Capital gains tax in Vietnam stands at 20%, while Singapore does not impose a tax on the sale of shares and financial instruments.
Tiki was most recently valued at around $600 million prior to the Series E funding round, a source had earlier told us, citing the company’s fundraising plans. It had also raised $43 million from the sale of corporate bonds between March and June. Currently, Tiki is looking to close its Series E round at a valuation of around $800 million.
Tiki, which is understood to have raised nearly $300 million in total funding so far, had earlier secured about $190 million from a host of investors.
Apart from Tiki’s CEO Tran Thai Son, who currently holds 11.87% stake in the company, its existing backers are Vietnamese unicorn VNG; Chinese retailer JD.com; Japan’s CyberAgent Capital; South Korea’s STIC, Korea Investment Partners; and Singapore’s EDBI and Ubiquitous Trader Pte Ltd.
Companies in Southeast Asia are increasingly warming up to the idea of merging with SPACs as they carve out their overseas listing plans. Those in the fray currently are ride-hailing giant Grab, online realty company PropertyGuru and digital credit platform Kredivo.

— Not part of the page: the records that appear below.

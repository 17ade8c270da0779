//! # EU Space Act Cross-Reference Preview
//!
//! Maps the selected units onto the EU Space Act article table. Each unit
//! gets the first few matching articles plus its own embedded relationship
//! description; the relationships of all units are then folded into one
//! three-way outlook:
//!
//! - any unit whose framework has a **gap** → the Act fills a gap,
//! - every unit **parallel** → the frameworks run independently,
//! - otherwise → the Act harmonises the existing rules.
//!
//! A unit without an embedded relationship contributes the relationships
//! of its matching article rows instead.

use serde::{Deserialize, Serialize};
use spacereg_core::CrossReferenceRelationship;
use spacereg_pack::{CrossReference, CrossReferenceRow, GuidelineDefinition, JurisdictionLaw};

/// A reference unit that can be placed against the article table.
pub trait CrossReferenced {
    /// Stable key of the unit (jurisdiction code or guideline id).
    fn key(&self) -> &str;

    /// Display name.
    fn display_name(&self) -> &str;

    /// The unit's own relationship to the EU Space Act, if recorded.
    fn embedded(&self) -> Option<&CrossReference>;

    /// Whether an article row concerns this unit.
    fn matches_row(&self, row: &CrossReferenceRow) -> bool;
}

impl CrossReferenced for JurisdictionLaw {
    fn key(&self) -> &str {
        self.code.as_str()
    }

    fn display_name(&self) -> &str {
        &self.name
    }

    fn embedded(&self) -> Option<&CrossReference> {
        Some(&self.cross_reference)
    }

    fn matches_row(&self, row: &CrossReferenceRow) -> bool {
        row.covers_jurisdiction(&self.code)
    }
}

impl CrossReferenced for GuidelineDefinition {
    fn key(&self) -> &str {
        self.id.as_str()
    }

    fn display_name(&self) -> &str {
        &self.title
    }

    fn embedded(&self) -> Option<&CrossReference> {
        self.cross_reference.as_ref()
    }

    fn matches_row(&self, row: &CrossReferenceRow) -> bool {
        row.covers_source(self.source)
    }
}

/// Aggregate outlook across all selected units.
#[derive(Debug, Clone, Copy, PartialEq, Eq, Hash, Serialize, Deserialize)]
#[serde(rename_all = "snake_case")]
pub enum HarmonizationOutlook {
    /// At least one framework has no national rule the Act would replace.
    FillsGap,
    /// All frameworks run in parallel with the Act.
    Independent,
    /// The Act harmonises the existing national rules.
    Harmonizes,
}

impl HarmonizationOutlook {
    /// Fold unit relationships into an outlook.
    pub fn classify<I>(relationships: I) -> Self
    where
        I: IntoIterator<Item = CrossReferenceRelationship>,
    {
        let mut any = false;
        let mut all_parallel = true;
        for relationship in relationships {
            any = true;
            match relationship {
                CrossReferenceRelationship::Gap => return Self::FillsGap,
                CrossReferenceRelationship::Parallel => {}
                CrossReferenceRelationship::Superseded | CrossReferenceRelationship::Complementary => {
                    all_parallel = false;
                }
            }
        }
        if any && all_parallel {
            Self::Independent
        } else {
            Self::Harmonizes
        }
    }

    /// Summary sentence for the outlook.
    pub fn message(self) -> &'static str {
        match self {
            Self::FillsGap => {
                "The EU Space Act will provide harmonised rules where national space legislation is currently missing."
            }
            Self::Independent => {
                "The selected frameworks run in parallel to the EU Space Act; plan to satisfy both regimes."
            }
            Self::Harmonizes => {
                "The EU Space Act will harmonise the selected frameworks; plan for the transition period."
            }
        }
    }
}

/// One article reference in a unit entry.
#[derive(Debug, Clone, PartialEq, Eq, Serialize, Deserialize)]
#[serde(rename_all = "camelCase")]
pub struct ArticleReference {
    /// Article number(s), e.g. `Art. 6`.
    pub article: String,
    /// Article title.
    pub title: String,
    /// How the article relates to the unit.
    pub relationship: CrossReferenceRelationship,
}

/// Preview entry for one unit.
#[derive(Debug, Clone, PartialEq, Eq, Serialize, Deserialize)]
#[serde(rename_all = "camelCase")]
pub struct CrossReferenceEntry {
    /// Unit key.
    pub key: String,
    /// Unit display name.
    pub name: String,
    /// The unit's own relationship, if recorded.
    #[serde(default, skip_serializing_if = "Option::is_none")]
    pub relationship: Option<CrossReferenceRelationship>,
    /// The first matching articles.
    pub articles: Vec<ArticleReference>,
    /// Matching articles beyond the preview limit.
    pub additional_articles: usize,
    /// Article list joined with the unit's own description.
    pub summary: String,
    /// Practical notes for the transition period.
    #[serde(default, skip_serializing_if = "Option::is_none")]
    pub transition_notes: Option<String>,
}

/// The full preview.
#[derive(Debug, Clone, PartialEq, Eq, Serialize, Deserialize)]
#[serde(rename_all = "camelCase")]
pub struct CrossReferencePreview {
    /// One entry per unit, in selection order.
    pub entries: Vec<CrossReferenceEntry>,
    /// Aggregate outlook.
    pub outlook: HarmonizationOutlook,
    /// Outlook sentence.
    pub message: String,
}

/// Build the preview for `units`. `None` when there is nothing to preview.
pub fn map_cross_references<U>(
    units: &[&U],
    rows: &[CrossReferenceRow],
    preview_limit: usize,
) -> Option<CrossReferencePreview>
where
    U: CrossReferenced + ?Sized,
{
    if units.is_empty() {
        return None;
    }

    let mut relationships = Vec::new();
    let entries: Vec<CrossReferenceEntry> = units
        .iter()
        .map(|unit| {
            let matching: Vec<&CrossReferenceRow> =
                rows.iter().filter(|row| unit.matches_row(row)).collect();
            match unit.embedded() {
                Some(own) => relationships.push(own.relationship),
                None => relationships.extend(matching.iter().map(|row| row.relationship)),
            }
            entry(*unit, &matching, preview_limit)
        })
        .collect();

    let outlook = HarmonizationOutlook::classify(relationships);
    tracing::debug!(units = entries.len(), ?outlook, "cross-reference preview built");
    Some(CrossReferencePreview {
        entries,
        outlook,
        message: outlook.message().to_string(),
    })
}

fn entry<U>(unit: &U, matching: &[&CrossReferenceRow], preview_limit: usize) -> CrossReferenceEntry
where
    U: CrossReferenced + ?Sized,
{
    let shown = matching.len().min(preview_limit);
    let articles: Vec<ArticleReference> = matching[..shown]
        .iter()
        .map(|row| ArticleReference {
            article: row.eu_article.clone(),
            title: row.title.clone(),
            relationship: row.relationship,
        })
        .collect();
    let additional_articles = matching.len() - shown;

    let mut parts = Vec::new();
    if !articles.is_empty() {
        let mut listed = articles
            .iter()
            .map(|a| format!("{} ({})", a.article, a.title))
            .collect::<Vec<_>>()
            .join(", ");
        if additional_articles > 0 {
            listed.push_str(&format!(" and {additional_articles} more"));
        }
        parts.push(format!("{listed}."));
    }
    if let Some(own) = unit.embedded() {
        parts.push(own.description.trim().to_string());
    }

    CrossReferenceEntry {
        key: unit.key().to_string(),
        name: unit.display_name().to_string(),
        relationship: unit.embedded().map(|own| own.relationship),
        articles,
        additional_articles,
        summary: parts.join(" "),
        transition_notes: unit.embedded().and_then(|own| own.transition_notes.clone()),
    }
}

#[cfg(test)]
mod tests {
    use super::*;
    use spacereg_pack::ReferenceData;
    use CrossReferenceRelationship::*;

    fn law(code: &str) -> JurisdictionLaw {
        ReferenceData::builtin()
            .unwrap()
            .jurisdiction(code)
            .cloned()
            .unwrap()
    }

    // ── Outlook ──────────────────────────────────────────────────────

    #[test]
    fn gap_wins() {
        assert_eq!(
            HarmonizationOutlook::classify([Parallel, Gap, Superseded]),
            HarmonizationOutlook::FillsGap
        );
    }

    #[test]
    fn all_parallel_is_independent() {
        assert_eq!(
            HarmonizationOutlook::classify([Parallel, Parallel]),
            HarmonizationOutlook::Independent
        );
    }

    #[test]
    fn mixed_harmonizes() {
        assert_eq!(
            HarmonizationOutlook::classify([Parallel, Complementary]),
            HarmonizationOutlook::Harmonizes
        );
        assert_eq!(
            HarmonizationOutlook::classify(Vec::new()),
            HarmonizationOutlook::Harmonizes
        );
    }

    // ── Preview ──────────────────────────────────────────────────────

    #[test]
    fn no_units_no_preview() {
        let data = ReferenceData::builtin().unwrap();
        let none: [&JurisdictionLaw; 0] = [];
        assert!(map_cross_references(&none, data.cross_references(), 3).is_none());
    }

    #[test]
    fn articles_are_capped_with_remainder() {
        let data = ReferenceData::builtin().unwrap();
        let fr = law("FR");
        let preview = map_cross_references(&[&fr], data.cross_references(), 3).unwrap();
        let entry = &preview.entries[0];
        let total = data
            .cross_references()
            .iter()
            .filter(|r| r.covers_jurisdiction(&fr.code))
            .count();
        assert!(total > 3);
        assert_eq!(entry.articles.len(), 3);
        assert_eq!(entry.additional_articles, total - 3);
        assert!(entry.summary.contains(&format!("and {} more", total - 3)));
        assert!(entry.summary.ends_with(fr.cross_reference.description.trim()));
        assert_eq!(entry.relationship, Some(Complementary));
    }

    #[test]
    fn germany_makes_the_outlook_a_gap() {
        let data = ReferenceData::builtin().unwrap();
        let (fr, de) = (law("FR"), law("DE"));
        let preview = map_cross_references(&[&fr, &de], data.cross_references(), 3).unwrap();
        assert_eq!(preview.outlook, HarmonizationOutlook::FillsGap);
        assert_eq!(preview.entries[1].key, "DE");
    }

    #[test]
    fn third_countries_are_independent() {
        let data = ReferenceData::builtin().unwrap();
        let (gb, no) = (law("GB"), law("NO"));
        let preview = map_cross_references(&[&gb, &no], data.cross_references(), 3).unwrap();
        assert_eq!(preview.outlook, HarmonizationOutlook::Independent);
    }

    #[test]
    fn guideline_units_use_row_relationships() {
        let data = ReferenceData::builtin().unwrap();
        let itu = data.guideline("itu-rr-9").unwrap();
        let preview = map_cross_references(&[itu], data.cross_references(), 3).unwrap();
        let entry = &preview.entries[0];
        assert_eq!(entry.relationship, None);
        assert!(!entry.articles.is_empty());
        assert!(entry.articles.iter().all(|a| a.relationship == Parallel));
        assert_eq!(preview.outlook, HarmonizationOutlook::Independent);
    }
}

Before the SPAC frenzy gained pace in Southeast Asia, Sea Limited had launched its IPO on the New York Stock Exchange in 2017.
“The imminent task for Vietnam’s Tiki now is to become a local champion in e-commerce and adjacent services before the IPO,” said a source mentioned above. In Vietnam, Tiki’s prominent rivals are Sea Limited’s Shopee and Alibaba-backed Lazada.